Sadly, yes. We did that whole program while we were attending a Christian And Missionary Alliance church 30+ years ago - can't remember the exact year that that was popular but probably around 1975/76. We wore the "I Found It" pin and waited for people to ask us what it was that we had found. What a horrid 'evangelistic' tool. It was so Arminian to the core. I am grieved I was ever a part of something like that.


----------



## Jon Lake (Dec 10, 2008)

Ginny Dohms said:


> Curt said:
> 
> 
> > Does anybody remember "I found it"?
> ...


Oh wow! I forgot about that one. I would like to have a "Back to the Future" car and ask people how they actually misplaced "It".


----------



## Ivan (Dec 10, 2008)

I remember this vaguely. I was in a church that had a Calvinistic pastor at the time. He didn't cotton to such foolishness!


----------



## Jon Lake (Dec 10, 2008)

Ivan said:


> I remember this vaguely. I was in a church that had a Calvinistic pastor at the time. He didn't cotton to such foolishness!



Cotton! THIS is a word that needs a comeback in this sort of context! I love it! I don't cotton to these new words.


----------



## Ivan (Dec 10, 2008)

Jon Lake said:


> Ivan said:
> 
> 
> > I remember this vaguely. I was in a church that had a Calvinistic pastor at the time. He didn't cotton to such foolishness!
> ...



Jon, I'm a very old man that uses very old impressions...just ask Dennis.


----------



## Jon Lake (Dec 10, 2008)

Ivan said:


> Jon Lake said:
> 
> 
> > Ivan said:
> ...


Well being new here....I will have to decide if I cotton to him before I ask.


----------



## Ivan (Dec 10, 2008)

Jon Lake said:


> Ivan said:
> 
> 
> > Jon Lake said:
> ...



Oh, I'm sure you will. He's a nice old man too.


----------



## Jon Lake (Dec 10, 2008)

Ivan said:


> Jon Lake said:
> 
> 
> > Ivan said:
> ...


 Brutal.


----------



## SueS (Dec 11, 2008)

Ginny Dohms said:


> Curt said:
> 
> 
> > Does anybody remember "I found it"?
> ...





Oh, yes, I remember that! We moved to the Steubenville area at the height of it and there were "I Found It!" stickers everywhere! Of course the reaction to them were the stickers that said "I Lost It!"

Also, how about the one that says, "It's All About Me"? There was a woman in our former church who was highly offended by that and who got up during a service (it was a charismatic church and this sort of thing happened all the time - nobody had ever heard of the RPW!) and ranted about it for several minutes.
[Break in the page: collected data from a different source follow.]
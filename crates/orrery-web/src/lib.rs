pub mod runner;

pub use orrery_engine;
pub use runner::GameRunner;

// Used by `export_game!` in the calling crate.
#[doc(hidden)]
pub use console_error_panic_hook;
#[doc(hidden)]
pub use console_log;
#[doc(hidden)]
pub use log;

use wasm_bindgen::JsValue;

/// Log an error and turn it into a JS `Error` for the host.
pub fn to_js_error(context: &str, err: impl std::fmt::Display) -> JsValue {
    log::error!("{}: {}", context, err);
    js_sys::Error::new(&format!("{}: {}", context, err)).into()
}

/// Generate all `#[wasm_bindgen]` exports for a game.
///
/// Generates:
/// - `thread_local!` storage for the GameRunner, created on first use
///   (which also installs the panic hook and `console_log`)
/// - `with_runner()` helper function
/// - All wasm-bindgen exports (lifecycle, input handlers, buffer, geometry
///   and camera accessors)
///
/// # Usage
///
/// ```ignore
/// use wasm_bindgen::prelude::*;
///
/// mod game;
/// use game::MyScene;
///
/// orrery_web::export_game!(MyScene, "my-scene");
/// ```
///
/// The game type must provide `fn new() -> Self`. The calling crate depends
/// on `wasm-bindgen` and imports its prelude.
#[macro_export]
macro_rules! export_game {
    ($game_type:ty, $game_name:literal) => {
        use std::cell::RefCell;

        thread_local! {
            static RUNNER: RefCell<Option<$crate::GameRunner<$game_type>>> = RefCell::new(None);
        }

        fn with_runner<R>(f: impl FnOnce(&mut $crate::GameRunner<$game_type>) -> R) -> R {
            RUNNER.with(|cell| {
                let mut borrow = cell.borrow_mut();
                let runner = borrow.get_or_insert_with(|| {
                    $crate::console_error_panic_hook::set_once();
                    let _ = $crate::console_log::init_with_level($crate::log::Level::Info);
                    $crate::GameRunner::new(<$game_type>::new())
                });
                f(runner)
            })
        }

        // ---- Lifecycle ----

        /// Build the scene. Returns false while required meshes are missing;
        /// call again after the last `game_load_mesh`.
        #[wasm_bindgen]
        pub fn game_init() -> bool {
            with_runner(|r| r.init())
        }

        #[wasm_bindgen]
        pub fn game_configure(json: &str) -> Result<(), JsValue> {
            with_runner(|r| r.configure(json))
                .map_err(|e| $crate::to_js_error(concat!($game_name, ": configure"), e))
        }

        #[wasm_bindgen]
        pub fn game_load_manifest(json: &str) -> Result<(), JsValue> {
            with_runner(|r| r.load_manifest(json))
                .map_err(|e| $crate::to_js_error(concat!($game_name, ": manifest"), e))
        }

        /// Supply the text of a required OBJ mesh. Returns its object count.
        #[wasm_bindgen]
        pub fn game_load_mesh(name: &str, obj_text: &str) -> Result<u32, JsValue> {
            with_runner(|r| r.load_mesh(name, obj_text))
                .map(|n| n as u32)
                .map_err(|e| $crate::to_js_error(&format!("{}: mesh '{}'", $game_name, name), e))
        }

        #[wasm_bindgen]
        pub fn game_is_ready() -> bool {
            with_runner(|r| r.is_ready())
        }

        #[wasm_bindgen]
        pub fn game_tick(dt: f32) {
            with_runner(|r| r.tick(dt));
        }

        #[wasm_bindgen]
        pub fn game_ui_json() -> Option<String> {
            with_runner(|r| r.ui_json())
        }

        // ---- Input ----

        #[wasm_bindgen]
        pub fn game_pointer_down(x: f32, y: f32) {
            with_runner(|r| r.push_input($crate::orrery_engine::InputEvent::PointerDown { x, y }));
        }

        #[wasm_bindgen]
        pub fn game_pointer_up(x: f32, y: f32) {
            with_runner(|r| r.push_input($crate::orrery_engine::InputEvent::PointerUp { x, y }));
        }

        #[wasm_bindgen]
        pub fn game_pointer_move(x: f32, y: f32) {
            with_runner(|r| r.push_input($crate::orrery_engine::InputEvent::PointerMove { x, y }));
        }

        #[wasm_bindgen]
        pub fn game_wheel(delta: f32) {
            with_runner(|r| r.push_input($crate::orrery_engine::InputEvent::Wheel { delta }));
        }

        #[wasm_bindgen]
        pub fn game_key_down(key_code: u32) {
            with_runner(|r| r.push_input($crate::orrery_engine::InputEvent::KeyDown { key_code }));
        }

        #[wasm_bindgen]
        pub fn game_key_up(key_code: u32) {
            with_runner(|r| r.push_input($crate::orrery_engine::InputEvent::KeyUp { key_code }));
        }

        #[wasm_bindgen]
        pub fn game_resize(width: f32, height: f32) {
            with_runner(|r| r.push_input($crate::orrery_engine::InputEvent::Resize { width, height }));
        }

        #[wasm_bindgen]
        pub fn game_custom_event(kind: u32, a: f32, b: f32, c: f32) {
            with_runner(|r| r.push_input($crate::orrery_engine::InputEvent::Custom { kind, a, b, c }));
        }

        // ---- Frame data accessors ----

        #[wasm_bindgen]
        pub fn get_header_ptr() -> *const f32 {
            with_runner(|r| r.header_ptr())
        }

        #[wasm_bindgen]
        pub fn get_camera_ptr() -> *const f32 {
            with_runner(|r| r.camera_ptr())
        }

        #[wasm_bindgen]
        pub fn get_clear_color() -> Vec<f32> {
            with_runner(|r| r.clear_color().to_vec())
        }

        #[wasm_bindgen]
        pub fn get_meshes_ptr() -> *const f32 {
            with_runner(|r| r.meshes_ptr())
        }

        #[wasm_bindgen]
        pub fn get_mesh_count() -> u32 {
            with_runner(|r| r.mesh_count())
        }

        #[wasm_bindgen]
        pub fn get_lines_ptr() -> *const f32 {
            with_runner(|r| r.lines_ptr())
        }

        #[wasm_bindgen]
        pub fn get_line_vertex_count() -> u32 {
            with_runner(|r| r.line_vertex_count())
        }

        #[wasm_bindgen]
        pub fn get_points_ptr() -> *const f32 {
            with_runner(|r| r.points_ptr())
        }

        #[wasm_bindgen]
        pub fn get_point_count() -> u32 {
            with_runner(|r| r.point_count())
        }

        #[wasm_bindgen]
        pub fn get_sprites_ptr() -> *const f32 {
            with_runner(|r| r.sprites_ptr())
        }

        #[wasm_bindgen]
        pub fn get_sprite_count() -> u32 {
            with_runner(|r| r.sprite_count())
        }

        #[wasm_bindgen]
        pub fn get_lights_ptr() -> *const f32 {
            with_runner(|r| r.lights_ptr())
        }

        #[wasm_bindgen]
        pub fn get_light_count() -> u32 {
            with_runner(|r| r.light_count())
        }

        #[wasm_bindgen]
        pub fn get_game_events_ptr() -> *const f32 {
            with_runner(|r| r.game_events_ptr())
        }

        #[wasm_bindgen]
        pub fn get_game_events_len() -> u32 {
            with_runner(|r| r.game_events_len())
        }

        // ---- Geometry accessors ----

        #[wasm_bindgen]
        pub fn get_geometry_count() -> u32 {
            with_runner(|r| r.geometry_count())
        }

        /// Interleaved `[x, y, z, nx, ny, nz]` vertices of geometry `id`.
        #[wasm_bindgen]
        pub fn get_geometry_ptr(id: u32) -> *const f32 {
            with_runner(|r| r.geometry_vertices_ptr(id))
        }

        #[wasm_bindgen]
        pub fn get_geometry_vertex_count(id: u32) -> u32 {
            with_runner(|r| r.geometry_vertex_count(id))
        }

        #[wasm_bindgen]
        pub fn get_geometry_indices_ptr(id: u32) -> *const u32 {
            with_runner(|r| r.geometry_indices_ptr(id))
        }

        #[wasm_bindgen]
        pub fn get_geometry_index_count(id: u32) -> u32 {
            with_runner(|r| r.geometry_index_count(id))
        }

        #[wasm_bindgen]
        pub fn get_geometry_version(id: u32) -> u32 {
            with_runner(|r| r.geometry_version(id))
        }

        #[wasm_bindgen]
        pub fn get_fresnel_shader() -> String {
            $crate::orrery_engine::FRESNEL_WGSL.to_string()
        }

        // ---- Capacity accessors ----

        #[wasm_bindgen]
        pub fn get_max_mesh_instances() -> u32 {
            with_runner(|r| r.max_mesh_instances())
        }

        #[wasm_bindgen]
        pub fn get_max_line_vertices() -> u32 {
            with_runner(|r| r.max_line_vertices())
        }

        #[wasm_bindgen]
        pub fn get_max_point_vertices() -> u32 {
            with_runner(|r| r.max_point_vertices())
        }

        #[wasm_bindgen]
        pub fn get_max_sprites() -> u32 {
            with_runner(|r| r.max_sprites())
        }

        #[wasm_bindgen]
        pub fn get_max_lights() -> u32 {
            with_runner(|r| r.max_lights())
        }

        #[wasm_bindgen]
        pub fn get_max_events() -> u32 {
            with_runner(|r| r.max_events())
        }

        #[wasm_bindgen]
        pub fn get_buffer_total_floats() -> u32 {
            with_runner(|r| r.buffer_total_floats())
        }
    };
}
Ah, those were the days my friend - I thought they'd NEVER end!!!


----------



## nicnap (Dec 11, 2008)

A few years ago when I lived in Asheville, NC they had a "We Still Pray" rally, and everyone had the bumper sticker. The pagans responded with "We Still Don't Care" bumper stickers...awful, but clever.
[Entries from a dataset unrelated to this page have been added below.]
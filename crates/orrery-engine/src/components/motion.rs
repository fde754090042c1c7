use glam::Vec3;
use crate::geometry::GeometryId;

/// Per-frame behaviour an entity may expose. Applied by
/// `systems::motion::MotionSystem` with the current animation time.
#[derive(Debug, Clone, Copy, PartialEq)]
pub enum Motion {
    /// Local rotation becomes `t * rate` radians about `axis`.
    Spin { axis: Vec3, rate: f32 },
    /// Re-displace the vertices of a dynamic geometry with animated noise.
    Displace(SurfaceNoise),
}

impl Motion {
    pub fn spin_y(rate: f32) -> Self {
        Motion::Spin { axis: Vec3::Y, rate }
    }

    pub fn spin_z(rate: f32) -> Self {
        Motion::Spin { axis: Vec3::Z, rate }
    }
}

/// Radial noise displacement of a sphere-like geometry.
///
/// For each vertex with unit direction `n`, the noise is sampled at
/// `n * frequency + (cos t, sin t, t)` and the vertex moves to
/// `n * (radius + noise * amplitude)`.
#[derive(Debug, Clone, Copy, PartialEq)]
pub struct SurfaceNoise {
    pub geometry: GeometryId,
    pub radius: f32,
    pub frequency: f32,
    pub amplitude: f32,
}

impl SurfaceNoise {
    pub fn new(geometry: GeometryId, radius: f32) -> Self {
        Self {
            geometry,
            radius,
            frequency: 3.0,
            amplitude: 0.4,
        }
    }

    pub fn with_frequency(mut self, frequency: f32) -> Self {
        self.frequency = frequency;
        self
    }

    pub fn with_amplitude(mut self, amplitude: f32) -> Self {
        self.amplitude = amplitude;
        self
    }
}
Ginny, don't feel bad about the "I Found It" bumper stickers. My wife was telling me that when she was young someone approached her with a "Round To It"...it was a coin like object; the person asked her if she had ever gotten a round to it...she aske what it was, he handed her the coin like thing, and said, "This is a 'round to it', and is to remind you that if you haven't 'asked Jesus into your heart' you had better get around to it."  Thank the Lord, my wife was already a believer; if she wasn't I don't think this would have qualified as a hearing of the gospel.


----------



## Jon Lake (Dec 11, 2008)

nicnap said:


> A few years ago when I lived in Asheville, NC they had a "We Still Pray" rally, and everyone had the bumper sticker. The pagans responded with "We Still Don't Care" bumper stickers...awful, but clever.
> 
> Ginny, don't feel bad about the "I Found It" bumper stickers. My wife was telling me that when she was young someone approached her with a "Round To It"...it was a coin like object; the person asked her if she had ever gotten a round to it...she aske what it was, he handed her the coin like thing, and said, "This is a 'round to it', and is to remind you that if you haven't 'asked Jesus into your heart' you had better get around to it."  Thank the Lord, my wife was already a believer; if she wasn't I don't think this would have qualified as a hearing of the gospel.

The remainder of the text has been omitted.